TASK INSTRUCTIONS:
The answer must consist of every line below that holds the word "ParsedPage".

━━ SOURCE DATA ━━

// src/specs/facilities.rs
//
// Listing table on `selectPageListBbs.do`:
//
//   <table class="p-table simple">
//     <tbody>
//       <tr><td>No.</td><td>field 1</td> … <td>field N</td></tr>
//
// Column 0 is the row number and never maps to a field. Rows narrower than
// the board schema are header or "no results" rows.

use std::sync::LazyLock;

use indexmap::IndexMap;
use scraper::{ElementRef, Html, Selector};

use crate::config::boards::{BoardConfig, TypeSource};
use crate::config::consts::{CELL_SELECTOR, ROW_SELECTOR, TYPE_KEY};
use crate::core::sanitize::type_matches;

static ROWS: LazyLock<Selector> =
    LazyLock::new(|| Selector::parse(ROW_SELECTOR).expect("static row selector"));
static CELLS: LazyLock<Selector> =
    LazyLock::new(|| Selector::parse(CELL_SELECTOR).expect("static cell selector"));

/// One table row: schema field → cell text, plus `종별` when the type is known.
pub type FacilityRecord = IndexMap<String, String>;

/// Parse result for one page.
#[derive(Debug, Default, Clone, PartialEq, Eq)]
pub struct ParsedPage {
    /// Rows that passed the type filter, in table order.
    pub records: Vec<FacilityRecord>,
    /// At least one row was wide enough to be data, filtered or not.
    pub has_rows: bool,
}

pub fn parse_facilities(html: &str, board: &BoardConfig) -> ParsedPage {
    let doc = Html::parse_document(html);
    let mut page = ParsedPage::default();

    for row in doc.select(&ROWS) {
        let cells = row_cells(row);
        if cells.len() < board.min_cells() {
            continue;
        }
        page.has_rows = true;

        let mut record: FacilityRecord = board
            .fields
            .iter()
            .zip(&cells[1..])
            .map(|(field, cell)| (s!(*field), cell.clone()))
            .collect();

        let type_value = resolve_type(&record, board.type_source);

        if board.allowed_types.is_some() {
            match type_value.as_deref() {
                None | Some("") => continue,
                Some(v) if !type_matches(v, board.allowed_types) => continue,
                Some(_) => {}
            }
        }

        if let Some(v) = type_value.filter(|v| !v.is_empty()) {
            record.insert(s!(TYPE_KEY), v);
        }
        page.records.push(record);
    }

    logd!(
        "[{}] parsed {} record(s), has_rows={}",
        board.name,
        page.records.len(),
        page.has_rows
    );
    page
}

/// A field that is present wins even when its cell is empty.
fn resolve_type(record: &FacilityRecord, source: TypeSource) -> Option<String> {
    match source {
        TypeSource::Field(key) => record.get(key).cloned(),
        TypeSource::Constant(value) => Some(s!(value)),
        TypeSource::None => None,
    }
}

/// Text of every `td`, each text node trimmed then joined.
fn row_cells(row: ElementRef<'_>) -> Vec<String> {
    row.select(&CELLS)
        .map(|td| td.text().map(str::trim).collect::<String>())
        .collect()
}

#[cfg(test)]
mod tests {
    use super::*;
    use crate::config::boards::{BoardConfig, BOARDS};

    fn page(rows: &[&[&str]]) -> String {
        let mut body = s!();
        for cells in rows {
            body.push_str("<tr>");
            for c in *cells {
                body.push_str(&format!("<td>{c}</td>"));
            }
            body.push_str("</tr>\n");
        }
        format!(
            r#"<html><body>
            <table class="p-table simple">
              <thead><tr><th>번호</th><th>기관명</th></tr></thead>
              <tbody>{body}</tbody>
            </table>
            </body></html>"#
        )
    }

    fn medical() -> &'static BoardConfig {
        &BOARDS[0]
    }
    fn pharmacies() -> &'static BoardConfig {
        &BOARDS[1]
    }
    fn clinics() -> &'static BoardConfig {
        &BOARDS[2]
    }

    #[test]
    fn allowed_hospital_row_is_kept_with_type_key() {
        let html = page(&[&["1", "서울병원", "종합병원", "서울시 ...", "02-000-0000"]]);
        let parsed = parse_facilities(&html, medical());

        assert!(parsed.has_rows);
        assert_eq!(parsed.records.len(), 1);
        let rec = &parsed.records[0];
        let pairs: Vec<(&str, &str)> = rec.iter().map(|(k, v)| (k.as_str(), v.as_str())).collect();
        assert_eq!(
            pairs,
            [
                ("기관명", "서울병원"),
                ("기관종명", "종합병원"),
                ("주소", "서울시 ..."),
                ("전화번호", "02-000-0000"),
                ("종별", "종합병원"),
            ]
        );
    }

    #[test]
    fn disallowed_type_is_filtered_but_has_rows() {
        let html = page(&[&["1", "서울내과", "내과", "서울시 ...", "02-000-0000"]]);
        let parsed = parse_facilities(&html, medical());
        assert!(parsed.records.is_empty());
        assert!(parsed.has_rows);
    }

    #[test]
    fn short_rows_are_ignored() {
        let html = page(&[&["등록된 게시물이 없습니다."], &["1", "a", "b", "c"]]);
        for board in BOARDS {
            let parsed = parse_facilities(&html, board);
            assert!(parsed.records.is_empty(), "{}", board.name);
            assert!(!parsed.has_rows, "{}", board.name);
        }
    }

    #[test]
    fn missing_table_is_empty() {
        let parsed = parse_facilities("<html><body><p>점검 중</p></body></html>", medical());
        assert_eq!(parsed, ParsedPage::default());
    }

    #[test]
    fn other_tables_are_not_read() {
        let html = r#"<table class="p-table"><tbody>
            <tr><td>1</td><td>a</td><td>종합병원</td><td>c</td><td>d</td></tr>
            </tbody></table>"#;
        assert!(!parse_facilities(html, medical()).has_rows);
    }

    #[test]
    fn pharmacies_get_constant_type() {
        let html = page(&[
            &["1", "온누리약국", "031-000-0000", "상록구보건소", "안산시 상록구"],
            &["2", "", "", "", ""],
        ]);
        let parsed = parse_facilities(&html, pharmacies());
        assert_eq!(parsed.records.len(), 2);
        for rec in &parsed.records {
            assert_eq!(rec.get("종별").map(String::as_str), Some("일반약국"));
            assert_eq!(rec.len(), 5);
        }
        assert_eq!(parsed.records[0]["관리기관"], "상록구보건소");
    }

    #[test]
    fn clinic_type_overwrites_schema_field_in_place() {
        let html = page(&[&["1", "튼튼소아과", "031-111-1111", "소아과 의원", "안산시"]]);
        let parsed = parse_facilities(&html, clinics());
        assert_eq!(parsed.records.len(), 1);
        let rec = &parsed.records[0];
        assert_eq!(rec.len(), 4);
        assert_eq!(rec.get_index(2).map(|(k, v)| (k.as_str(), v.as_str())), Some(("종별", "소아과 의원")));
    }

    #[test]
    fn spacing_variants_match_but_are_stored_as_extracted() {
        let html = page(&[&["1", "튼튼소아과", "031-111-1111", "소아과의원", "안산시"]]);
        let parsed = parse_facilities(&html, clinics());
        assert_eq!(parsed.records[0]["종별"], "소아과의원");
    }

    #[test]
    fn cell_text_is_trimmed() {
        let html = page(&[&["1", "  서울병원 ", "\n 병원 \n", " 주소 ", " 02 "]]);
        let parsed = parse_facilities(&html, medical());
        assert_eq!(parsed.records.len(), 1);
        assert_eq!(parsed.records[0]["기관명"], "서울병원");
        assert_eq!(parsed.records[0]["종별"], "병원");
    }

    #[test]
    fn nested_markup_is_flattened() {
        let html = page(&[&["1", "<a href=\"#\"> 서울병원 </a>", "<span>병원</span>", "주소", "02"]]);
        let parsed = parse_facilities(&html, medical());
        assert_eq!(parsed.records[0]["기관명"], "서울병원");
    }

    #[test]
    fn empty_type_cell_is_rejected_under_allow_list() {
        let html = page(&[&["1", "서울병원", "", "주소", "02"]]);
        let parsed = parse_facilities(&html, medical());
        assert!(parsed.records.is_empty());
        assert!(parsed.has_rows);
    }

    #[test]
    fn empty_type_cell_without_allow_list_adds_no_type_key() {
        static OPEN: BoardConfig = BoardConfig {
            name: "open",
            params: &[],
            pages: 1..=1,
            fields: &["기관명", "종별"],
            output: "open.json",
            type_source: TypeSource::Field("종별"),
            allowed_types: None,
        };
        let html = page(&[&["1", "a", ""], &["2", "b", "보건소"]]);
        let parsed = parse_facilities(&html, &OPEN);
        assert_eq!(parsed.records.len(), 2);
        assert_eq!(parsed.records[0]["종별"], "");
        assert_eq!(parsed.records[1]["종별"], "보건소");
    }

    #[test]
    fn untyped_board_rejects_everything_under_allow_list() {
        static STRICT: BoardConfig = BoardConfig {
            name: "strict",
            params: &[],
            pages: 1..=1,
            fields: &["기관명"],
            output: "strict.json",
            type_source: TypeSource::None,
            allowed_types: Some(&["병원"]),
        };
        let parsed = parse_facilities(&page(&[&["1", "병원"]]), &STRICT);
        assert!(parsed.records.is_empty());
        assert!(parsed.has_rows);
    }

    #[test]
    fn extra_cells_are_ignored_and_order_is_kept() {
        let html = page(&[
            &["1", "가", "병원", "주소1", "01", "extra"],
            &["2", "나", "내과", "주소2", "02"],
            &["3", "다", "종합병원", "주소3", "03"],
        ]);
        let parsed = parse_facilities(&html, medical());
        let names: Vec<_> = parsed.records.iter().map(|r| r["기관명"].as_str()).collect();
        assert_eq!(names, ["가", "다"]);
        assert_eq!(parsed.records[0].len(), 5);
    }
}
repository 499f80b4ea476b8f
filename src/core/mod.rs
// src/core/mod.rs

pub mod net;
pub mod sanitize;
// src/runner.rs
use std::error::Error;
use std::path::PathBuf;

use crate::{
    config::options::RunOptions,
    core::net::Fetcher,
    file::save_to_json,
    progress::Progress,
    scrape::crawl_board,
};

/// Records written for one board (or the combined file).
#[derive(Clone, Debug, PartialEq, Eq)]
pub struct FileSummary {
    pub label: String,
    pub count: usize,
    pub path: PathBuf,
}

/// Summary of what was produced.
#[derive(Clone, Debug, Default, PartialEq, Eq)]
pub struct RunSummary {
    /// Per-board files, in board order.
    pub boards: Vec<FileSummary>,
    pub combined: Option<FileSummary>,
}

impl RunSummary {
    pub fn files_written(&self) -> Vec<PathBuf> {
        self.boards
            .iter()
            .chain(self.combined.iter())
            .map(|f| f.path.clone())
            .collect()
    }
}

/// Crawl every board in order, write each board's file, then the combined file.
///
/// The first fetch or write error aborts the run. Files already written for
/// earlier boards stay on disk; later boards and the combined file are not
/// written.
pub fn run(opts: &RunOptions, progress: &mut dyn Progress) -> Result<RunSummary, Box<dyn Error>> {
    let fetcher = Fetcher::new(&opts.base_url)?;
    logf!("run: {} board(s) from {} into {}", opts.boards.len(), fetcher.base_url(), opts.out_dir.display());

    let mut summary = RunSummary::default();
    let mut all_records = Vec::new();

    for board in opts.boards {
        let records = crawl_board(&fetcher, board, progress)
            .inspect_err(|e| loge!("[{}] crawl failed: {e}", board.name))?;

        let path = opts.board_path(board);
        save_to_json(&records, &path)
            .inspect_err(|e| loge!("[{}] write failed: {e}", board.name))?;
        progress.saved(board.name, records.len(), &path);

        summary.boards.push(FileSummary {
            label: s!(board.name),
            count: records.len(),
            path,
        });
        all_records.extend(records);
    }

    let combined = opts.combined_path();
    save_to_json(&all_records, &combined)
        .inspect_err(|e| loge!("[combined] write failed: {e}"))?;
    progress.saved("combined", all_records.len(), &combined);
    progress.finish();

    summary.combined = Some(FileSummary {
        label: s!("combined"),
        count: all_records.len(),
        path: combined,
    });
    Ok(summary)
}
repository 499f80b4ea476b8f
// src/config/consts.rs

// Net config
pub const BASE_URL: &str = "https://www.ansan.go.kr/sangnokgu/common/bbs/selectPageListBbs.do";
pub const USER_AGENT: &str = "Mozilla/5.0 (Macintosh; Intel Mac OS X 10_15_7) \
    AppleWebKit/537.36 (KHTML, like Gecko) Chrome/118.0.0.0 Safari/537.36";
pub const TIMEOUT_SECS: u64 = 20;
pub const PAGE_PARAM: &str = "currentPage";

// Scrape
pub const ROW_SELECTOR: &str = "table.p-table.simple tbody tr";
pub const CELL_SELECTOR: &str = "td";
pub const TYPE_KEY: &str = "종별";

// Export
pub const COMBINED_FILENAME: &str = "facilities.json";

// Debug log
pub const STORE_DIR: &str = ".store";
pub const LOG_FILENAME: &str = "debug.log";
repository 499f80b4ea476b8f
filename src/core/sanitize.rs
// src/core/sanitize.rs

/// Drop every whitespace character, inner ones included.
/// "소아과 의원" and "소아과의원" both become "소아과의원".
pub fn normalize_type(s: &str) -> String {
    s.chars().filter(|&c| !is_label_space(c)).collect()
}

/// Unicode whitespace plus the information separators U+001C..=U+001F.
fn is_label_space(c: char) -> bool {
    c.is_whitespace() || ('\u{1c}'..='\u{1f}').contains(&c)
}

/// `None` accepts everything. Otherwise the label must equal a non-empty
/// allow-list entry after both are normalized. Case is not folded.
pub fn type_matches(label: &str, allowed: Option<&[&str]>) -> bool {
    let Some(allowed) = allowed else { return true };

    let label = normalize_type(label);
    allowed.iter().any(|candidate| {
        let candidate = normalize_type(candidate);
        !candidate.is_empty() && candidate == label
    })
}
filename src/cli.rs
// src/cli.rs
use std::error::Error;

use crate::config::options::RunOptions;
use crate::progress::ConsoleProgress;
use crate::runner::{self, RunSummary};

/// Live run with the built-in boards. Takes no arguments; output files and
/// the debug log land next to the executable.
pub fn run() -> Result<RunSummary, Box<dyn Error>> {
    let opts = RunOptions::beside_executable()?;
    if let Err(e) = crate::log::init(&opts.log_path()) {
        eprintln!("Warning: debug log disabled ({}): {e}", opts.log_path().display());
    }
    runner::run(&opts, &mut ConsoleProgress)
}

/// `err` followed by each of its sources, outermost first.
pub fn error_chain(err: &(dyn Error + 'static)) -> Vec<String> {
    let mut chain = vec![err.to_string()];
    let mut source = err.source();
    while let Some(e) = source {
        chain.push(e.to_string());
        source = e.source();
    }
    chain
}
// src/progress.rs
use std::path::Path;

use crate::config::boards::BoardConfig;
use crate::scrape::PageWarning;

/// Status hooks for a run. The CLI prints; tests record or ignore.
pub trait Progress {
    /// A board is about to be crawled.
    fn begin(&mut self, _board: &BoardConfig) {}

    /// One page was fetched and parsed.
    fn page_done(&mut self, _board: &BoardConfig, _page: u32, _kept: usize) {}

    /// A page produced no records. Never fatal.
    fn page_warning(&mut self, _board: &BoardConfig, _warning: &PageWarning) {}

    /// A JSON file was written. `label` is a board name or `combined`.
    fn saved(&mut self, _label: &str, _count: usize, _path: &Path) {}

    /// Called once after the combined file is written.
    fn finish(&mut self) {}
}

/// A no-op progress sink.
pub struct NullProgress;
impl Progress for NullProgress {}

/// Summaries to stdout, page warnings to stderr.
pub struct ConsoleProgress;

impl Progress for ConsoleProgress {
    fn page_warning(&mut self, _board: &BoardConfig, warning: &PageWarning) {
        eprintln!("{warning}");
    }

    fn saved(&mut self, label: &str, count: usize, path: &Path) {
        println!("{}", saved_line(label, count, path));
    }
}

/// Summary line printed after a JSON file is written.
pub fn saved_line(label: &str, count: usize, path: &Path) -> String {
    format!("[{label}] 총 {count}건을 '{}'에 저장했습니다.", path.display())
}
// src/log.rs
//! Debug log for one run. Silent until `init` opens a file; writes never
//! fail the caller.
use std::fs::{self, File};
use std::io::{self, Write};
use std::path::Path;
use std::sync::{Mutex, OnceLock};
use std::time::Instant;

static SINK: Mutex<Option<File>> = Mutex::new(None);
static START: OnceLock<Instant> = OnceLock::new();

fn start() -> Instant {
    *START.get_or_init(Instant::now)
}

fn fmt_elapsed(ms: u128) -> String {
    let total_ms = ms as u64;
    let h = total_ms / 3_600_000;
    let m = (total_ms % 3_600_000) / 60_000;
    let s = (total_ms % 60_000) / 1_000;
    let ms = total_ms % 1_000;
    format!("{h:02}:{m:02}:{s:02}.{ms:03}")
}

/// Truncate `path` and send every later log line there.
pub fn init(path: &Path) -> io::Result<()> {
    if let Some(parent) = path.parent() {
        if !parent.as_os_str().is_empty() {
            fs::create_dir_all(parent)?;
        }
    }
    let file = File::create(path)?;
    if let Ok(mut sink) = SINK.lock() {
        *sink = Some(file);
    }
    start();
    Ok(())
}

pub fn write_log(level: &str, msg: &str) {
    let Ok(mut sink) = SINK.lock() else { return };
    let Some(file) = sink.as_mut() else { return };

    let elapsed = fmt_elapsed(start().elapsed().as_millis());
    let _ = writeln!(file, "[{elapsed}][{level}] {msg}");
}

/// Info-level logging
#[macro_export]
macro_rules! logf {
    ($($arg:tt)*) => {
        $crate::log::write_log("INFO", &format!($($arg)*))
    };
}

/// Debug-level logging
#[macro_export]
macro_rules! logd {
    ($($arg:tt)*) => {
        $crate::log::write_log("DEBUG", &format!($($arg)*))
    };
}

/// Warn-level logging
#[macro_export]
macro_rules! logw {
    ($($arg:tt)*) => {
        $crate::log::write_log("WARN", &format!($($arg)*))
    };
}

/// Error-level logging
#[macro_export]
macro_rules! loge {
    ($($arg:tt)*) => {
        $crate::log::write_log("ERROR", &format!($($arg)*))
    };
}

━━━

TASK SOLUTION:
pub struct ParsedPage {
pub fn parse_facilities(html: &str, board: &BoardConfig) -> ParsedPage {
    let mut page = ParsedPage::default();
        assert_eq!(parsed, ParsedPage::default());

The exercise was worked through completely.